Он снова повернулся к классу спиной и занялся гребёнкой, зеркальцем и куафюрой.

Через пять минут он сказал:

— Голиков Алексей и Прянишников Пётр списывают!

Повернулся, взял журнал и поставил два «кола».

Весь класс был подавлен.

Пред нами совершалось волшебство.

Человек видит затылком.

А «колы» сыпались. И только после десятого «кола» поняли бедные мальчишки:

— Да, ведь, в зеркальце-то арифметике всё видно!

После Пасхи мы явились с праздничными работами.

«Арифметика» просматривал тетради и сказал своим обычным ледяным тоном:

— Иванов Павел и Смирнов Василий! Кто из вас у кого списал?

— Ей-богу, честное слово, мы…

— Кто у кого списал?

— Ей Богу же…

— У Иванова Павла и Смирнова Василия одна и та же ошибка. Такого совпадения быть не может. Кто у кого списал?

— Мы вместе решали задачу! — с отчаянием нашёлся Иванов Павел.

— Что вы скажете, Смирнов Василий?

— Мы вместе решали задачу! — радостно повторил Смирнов Василий.

— «Проскочил!»

— Отлично! — так же спокойно и невозмутимо сказал «арифметика», — пусть Иванов Павел сядет в этом конце класса, Смирнов Василий — в том.

Он написал две записочки.

— Вот. Пусть Иванов Павел и Смирнов Василий напишут ответы на эти вопросы.

Мы видели только, как и Иванов Павел, и Смирнов Василий покраснели до корней волос.

Они сидели и пыхтели.

— Что ж вы не пишете?

— Вот… Вот…

Это вырвалось как два тяжёлых вздоха.

«Арифметика» спокойно и внимательно прочёл обе записочки.

— Иванову Павлу и Смирнову Василию был задан вопрос: «В какой день и в котором часу вы вместе решали задачу?» Иванов Павел отвечает на это: «В страстной четверг, в 8 часов вечера». Смирнов Василий: «Во вторник на Святой, в 10 часов утра».

Сам бесстрастный «арифметика» рассмеялся.

Но его смех раздался один.

Всем было как-то особенно тяжко.

И два «кола» были поставлены среди глубокого молчания класса.

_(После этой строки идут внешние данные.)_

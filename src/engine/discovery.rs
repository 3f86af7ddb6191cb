// LeadScout Engine — Discovery Orchestrator
// The only piece touching every subsystem. One query runs one sequential
// chain: pause check → quota check → handle resolution → session
// load/decrypt → session probe under retry → per-tag fetch via the
// adaptive chain → filter/dedup with the shared cap → persist the
// refreshed session. Concurrent queries from different callers are fine;
// quota/pause state is the only shared mutable resource.

use std::sync::Arc;

use log::{info, warn};
use serde::Deserialize;
use thiserror::Error;

use crate::atoms::constants::MAX_TAGS_PER_QUERY;
use crate::atoms::error::{EngineError, EngineResult, QuotaWindow};
use crate::engine::cipher::SessionCipher;
use crate::engine::config::CoreConfig;
use crate::engine::fetch::FetchChain;
use crate::engine::filter::{CandidateLead, LeadSieve, Thresholds};
use crate::engine::paths;
use crate::engine::quota::{CapStore, QuotaGovernor};
use crate::engine::retry::RetryPolicy;
use crate::engine::upstream::{UpstreamClient, UpstreamError};
use crate::engine::vault::SessionVault;

// ── Caller-visible outcomes ────────────────────────────────────────────────

/// The compact vocabulary the embedding application sees. Every internal
/// condition translates into one of these (or Ok with results).
#[derive(Debug, Error)]
pub enum QueryError {
    /// Circuit breaker is live — all protected operations fail fast.
    #[error("account paused after upstream challenge — try again later")]
    Paused,

    /// No connected upstream account for this caller.
    #[error("upstream account not connected")]
    NotConnected,

    /// Stored session unusable (auth rejected, crypto failure, rotation).
    #[error("reconnect needed: {0}")]
    ReconnectRequired(String),

    /// Internal quota or upstream throttle.
    #[error("rate limited: {0}")]
    RateLimited(String),

    /// Malformed query (unknown niche, empty custom tag list).
    #[error("invalid query: {0}")]
    InvalidQuery(String),

    /// Durable storage failure while reading/writing the vault.
    #[error("storage failure: {0}")]
    Storage(String),

    /// Upstream failed in a way the core does not recover from.
    #[error("upstream failure: {0}")]
    UpstreamFailed(String),
}

/// One discovery query.
#[derive(Debug, Clone, Deserialize)]
pub struct QueryRequest {
    /// Named preset, or "custom" with `custom_tags` supplied.
    pub niche: String,
    #[serde(default)]
    pub custom_tags: Option<Vec<String>>,
    /// Explicit account handle; falls back to the caller's last-used
    /// hint, then to the most recently modified slot.
    #[serde(default)]
    pub handle: Option<String>,
    #[serde(default)]
    pub thresholds: Thresholds,
}

// ── Engine ─────────────────────────────────────────────────────────────────

pub struct DiscoveryEngine<C: UpstreamClient> {
    client: C,
    vault: SessionVault,
    governor: QuotaGovernor,
    retry: RetryPolicy,
    chain: FetchChain,
    config: CoreConfig,
}

impl<C: UpstreamClient> DiscoveryEngine<C> {
    /// Build with the in-process quota backend (single-instance only —
    /// the governor logs the degraded-mode notice).
    pub fn new(client: C, config: CoreConfig) -> EngineResult<Self> {
        let governor = QuotaGovernor::new(&config);
        Self::assemble(client, config, governor)
    }

    /// Build with an injected quota/pause backend (shared store in
    /// production deployments).
    pub fn with_cap_store(
        client: C,
        config: CoreConfig,
        store: Arc<dyn CapStore>,
    ) -> EngineResult<Self> {
        let governor = QuotaGovernor::with_store(&config, store);
        Self::assemble(client, config, governor)
    }

    fn assemble(client: C, config: CoreConfig, governor: QuotaGovernor) -> EngineResult<Self> {
        let cipher = SessionCipher::from_config(&config)?;
        let vault = SessionVault::open(paths::data_dir(&config), cipher)?;
        let retry = RetryPolicy::from_config(&config);
        let chain = FetchChain::from_config(&config);
        Ok(DiscoveryEngine { client, vault, governor, retry, chain, config })
    }

    // ── Connect ────────────────────────────────────────────────────────

    /// Log in upstream, encrypt and persist the session, and remember the
    /// handle for this caller. A challenge during login trips the pause
    /// circuit breaker before surfacing.
    pub async fn connect(
        &self,
        caller: i64,
        handle: &str,
        secret: &str,
    ) -> Result<(), QueryError> {
        if self.governor.is_paused(caller) {
            return Err(QueryError::Paused);
        }

        let session = self
            .retry
            .run(|| self.client.login(handle, secret), UpstreamError::is_transient)
            .await
            .map_err(|e| self.translate_upstream(caller, e))?;

        let state = self.client.export_session_state(&session);
        self.vault.save(handle, &state).map_err(translate_engine)?;
        self.vault
            .record_last_used(caller, handle)
            .map_err(translate_engine)?;
        info!("[discovery] caller {} connected '{}'", caller, handle);
        Ok(())
    }

    // ── Discover ───────────────────────────────────────────────────────

    /// Run one bounded, rate-governed discovery query.
    pub async fn discover(
        &self,
        caller: i64,
        request: &QueryRequest,
    ) -> Result<Vec<CandidateLead>, QueryError> {
        if self.governor.is_paused(caller) {
            return Err(QueryError::Paused);
        }
        // Fail expensive: the attempt counts even when rejected.
        self.governor
            .check_and_consume(caller)
            .map_err(|window: QuotaWindow| {
                QueryError::RateLimited(format!("{} request cap exceeded", window))
            })?;

        let tags = self.resolve_tags(request)?;
        let handle = self
            .resolve_handle(caller, request.handle.as_deref())
            .ok_or(QueryError::NotConnected)?;
        let session = self.vault.load(&handle).map_err(translate_engine)?;

        // Lightweight probe before spending upstream calls on the scan.
        self.retry
            .run(|| self.client.validate_session(&session), UpstreamError::is_transient)
            .await
            .map_err(|e| self.translate_upstream(caller, e))?;

        let mut sieve = LeadSieve::new(request.thresholds.clone(), self.config.lead_cap);
        for tag in &tags {
            if sieve.is_full() {
                break;
            }
            let media = self
                .chain
                .fetch_hashtag_media(&self.client, &session, tag, self.config.media_per_tag)
                .await
                .map_err(|e| self.translate_upstream(caller, e))?;
            sieve
                .scan(&self.client, &session, &media)
                .await
                .map_err(|e| self.translate_upstream(caller, e))?;
        }

        // Internal tokens may have rotated during the scan; re-encrypt and
        // persist. A save failure here must not discard finished results.
        let refreshed = self.client.export_session_state(&session);
        if let Err(e) = self.vault.save(&handle, &refreshed) {
            warn!("[discovery] failed to persist refreshed session for '{}': {}", handle, e);
        }

        info!(
            "[discovery] caller {} query over {} tag(s) yielded {} lead(s)",
            caller,
            tags.len(),
            sieve.lead_count()
        );
        Ok(sieve.into_leads())
    }

    // ── Helpers ────────────────────────────────────────────────────────

    /// Niche preset or custom tag list, trimmed and capped.
    fn resolve_tags(&self, request: &QueryRequest) -> Result<Vec<String>, QueryError> {
        if request.niche == "custom" {
            let raw = request
                .custom_tags
                .as_ref()
                .ok_or_else(|| QueryError::InvalidQuery("custom hashtags required".into()))?;
            let tags: Vec<String> = raw
                .iter()
                .map(|t| t.trim().trim_start_matches('#').to_string())
                .filter(|t| !t.is_empty())
                .take(MAX_TAGS_PER_QUERY)
                .collect();
            if tags.is_empty() {
                return Err(QueryError::InvalidQuery("custom hashtags required".into()));
            }
            Ok(tags)
        } else {
            self.config
                .niches
                .get(&request.niche)
                .map(|tags| tags.iter().take(MAX_TAGS_PER_QUERY).cloned().collect())
                .ok_or_else(|| {
                    QueryError::InvalidQuery(format!("unsupported niche '{}'", request.niche))
                })
        }
    }

    /// Explicit handle → caller hint → most recently modified slot.
    fn resolve_handle(&self, caller: i64, explicit: Option<&str>) -> Option<String> {
        if let Some(handle) = explicit {
            return Some(handle.to_string());
        }
        if let Some(handle) = self.vault.last_used(caller) {
            return Some(handle);
        }
        self.vault.most_recently_modified_handle()
    }

    /// Map the upstream failure vocabulary onto caller-visible outcomes.
    /// Challenges trip the pause circuit breaker as a side effect.
    fn translate_upstream(&self, caller: i64, err: UpstreamError) -> QueryError {
        match err {
            UpstreamError::ChallengeRequired(_) => {
                self.governor.pause(caller);
                QueryError::Paused
            }
            UpstreamError::AuthFailed(msg) | UpstreamError::SessionInvalid(msg) => {
                QueryError::ReconnectRequired(msg)
            }
            UpstreamError::Throttled(msg) => QueryError::RateLimited(msg),
            other => QueryError::UpstreamFailed(other.to_string()),
        }
    }
}

/// Vault/engine failures onto caller-visible outcomes.
fn translate_engine(err: EngineError) -> QueryError {
    match err {
        EngineError::NotConnected => QueryError::NotConnected,
        EngineError::Crypto(msg) => QueryError::ReconnectRequired(msg),
        EngineError::Paused(_) => QueryError::Paused,
        EngineError::QuotaExceeded(window) => {
            QueryError::RateLimited(format!("{} request cap exceeded", window))
        }
        other => QueryError::Storage(other.to_string()),
    }
}
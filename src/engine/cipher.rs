// LeadScout Engine — Session Cipher
// AES-256-GCM for upstream session blobs. Authenticated encryption only:
// a tampered ciphertext or a rotated key must fail decryption, never yield
// wrong data silently. The key arrives base64-encoded via configuration and
// is zeroized when the cipher is dropped.

use aes_gcm::aead::{Aead, AeadCore, KeyInit, OsRng};
use aes_gcm::{Aes256Gcm, Key, Nonce};
use zeroize::Zeroizing;

use crate::atoms::error::{EngineError, EngineResult};
use crate::engine::config::CoreConfig;

/// AES-256-GCM nonce length in bytes (96 bits).
const NONCE_LEN: usize = 12;

pub struct SessionCipher {
    key: Zeroizing<[u8; 32]>,
}

impl SessionCipher {
    /// Build from the configured base64 key.
    /// Fails with a config error if the key is absent or malformed.
    pub fn from_config(config: &CoreConfig) -> EngineResult<Self> {
        let encoded = config
            .cipher_key
            .as_deref()
            .filter(|k| !k.is_empty())
            .ok_or_else(|| {
                EngineError::Config("cipher key missing — set LEADSCOUT_CIPHER_KEY".into())
            })?;
        Self::from_base64_key(encoded)
    }

    /// Build from a base64-encoded 32-byte key.
    pub fn from_base64_key(encoded: &str) -> EngineResult<Self> {
        let bytes =
            base64::Engine::decode(&base64::engine::general_purpose::STANDARD, encoded.trim())
                .map_err(|e| EngineError::Config(format!("cipher key is not valid base64: {}", e)))?;
        let key: [u8; 32] = bytes
            .try_into()
            .map_err(|_| EngineError::Config("cipher key must decode to 32 bytes".into()))?;
        Ok(SessionCipher { key: Zeroizing::new(key) })
    }

    /// Encrypt a structured session payload.
    /// Output: `base64(nonce ‖ ciphertext)`, with a fresh random nonce.
    pub fn encrypt(&self, payload: &serde_json::Value) -> EngineResult<String> {
        let cipher = Aes256Gcm::new(Key::<Aes256Gcm>::from_slice(&*self.key));
        let nonce = Aes256Gcm::generate_nonce(&mut OsRng);
        let plaintext = serde_json::to_vec(payload)?;
        let ciphertext = cipher
            .encrypt(&nonce, plaintext.as_ref())
            .map_err(|_| EngineError::Crypto("encryption failed".into()))?;

        let mut blob = Vec::with_capacity(NONCE_LEN + ciphertext.len());
        blob.extend_from_slice(nonce.as_slice());
        blob.extend_from_slice(&ciphertext);
        Ok(base64::Engine::encode(&base64::engine::general_purpose::STANDARD, &blob))
    }

    /// Decrypt a session blob produced by `encrypt`.
    /// Any tampering, truncation, or key mismatch fails with a crypto error.
    pub fn decrypt(&self, encoded: &str) -> EngineResult<serde_json::Value> {
        let blob =
            base64::Engine::decode(&base64::engine::general_purpose::STANDARD, encoded.trim())
                .map_err(|_| EngineError::Crypto("session blob is not valid base64".into()))?;
        if blob.len() <= NONCE_LEN {
            return Err(EngineError::Crypto("session blob truncated".into()));
        }
        let (nonce, ciphertext) = blob.split_at(NONCE_LEN);

        let cipher = Aes256Gcm::new(Key::<Aes256Gcm>::from_slice(&*self.key));
        let plaintext = cipher
            .decrypt(Nonce::from_slice(nonce), ciphertext)
            .map_err(|_| EngineError::Crypto("authentication failed — wrong key or tampered blob".into()))?;

        Ok(serde_json::from_slice(&plaintext)?)
    }
}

Я издавал тогда «под партой» журнал «Муха» и на следующий же день написал фельетон, — дурные привычки укореняются с детства:

— Лекок, или тайны арифметики.

Это был один из наиболее обративших на себя внимание моих фельетонов.

Он захватил широкий круг читателей.

Через два дня надзиратель торжественно позвал меня:

— Дорошевич Власий!

И повёл в актовый зал.

За столом, покрытым зелёным сукном с золотой бахромой, сидел педагогический совет.

На зелёном сукне лежала вырванная из тетрадки страница, и на ней наверху изукрашенными всякими росчерками красовались четыре буквы:

— «Муха».

— Дорошевич Власий, вы писали этот журнал?

— Ей-богу, честное слово…

— Вас спрашивают, вы или не вы?

— Я больше не буду. Я нечаянно.

— Идите за дверь и ожидайте.

Я вышел за дверь. Около меня стоял надзиратель и не подпускал ко мне толпившихся гимназистов.

Словно я вдруг заболел чумой.

Толпа гимназистов была оживлена:

— Дорошевича выгоняют! Дорошевича выгоняют!

Я имел единственное душевное утешение показать им язык.

Но из актового зала раздался звонок.

Суд был скорый.

Испуганный сторож метнулся туда, выскочил оттуда:

— Идите. Зовут.

Педагогический совет сидел величественный и неподвижный.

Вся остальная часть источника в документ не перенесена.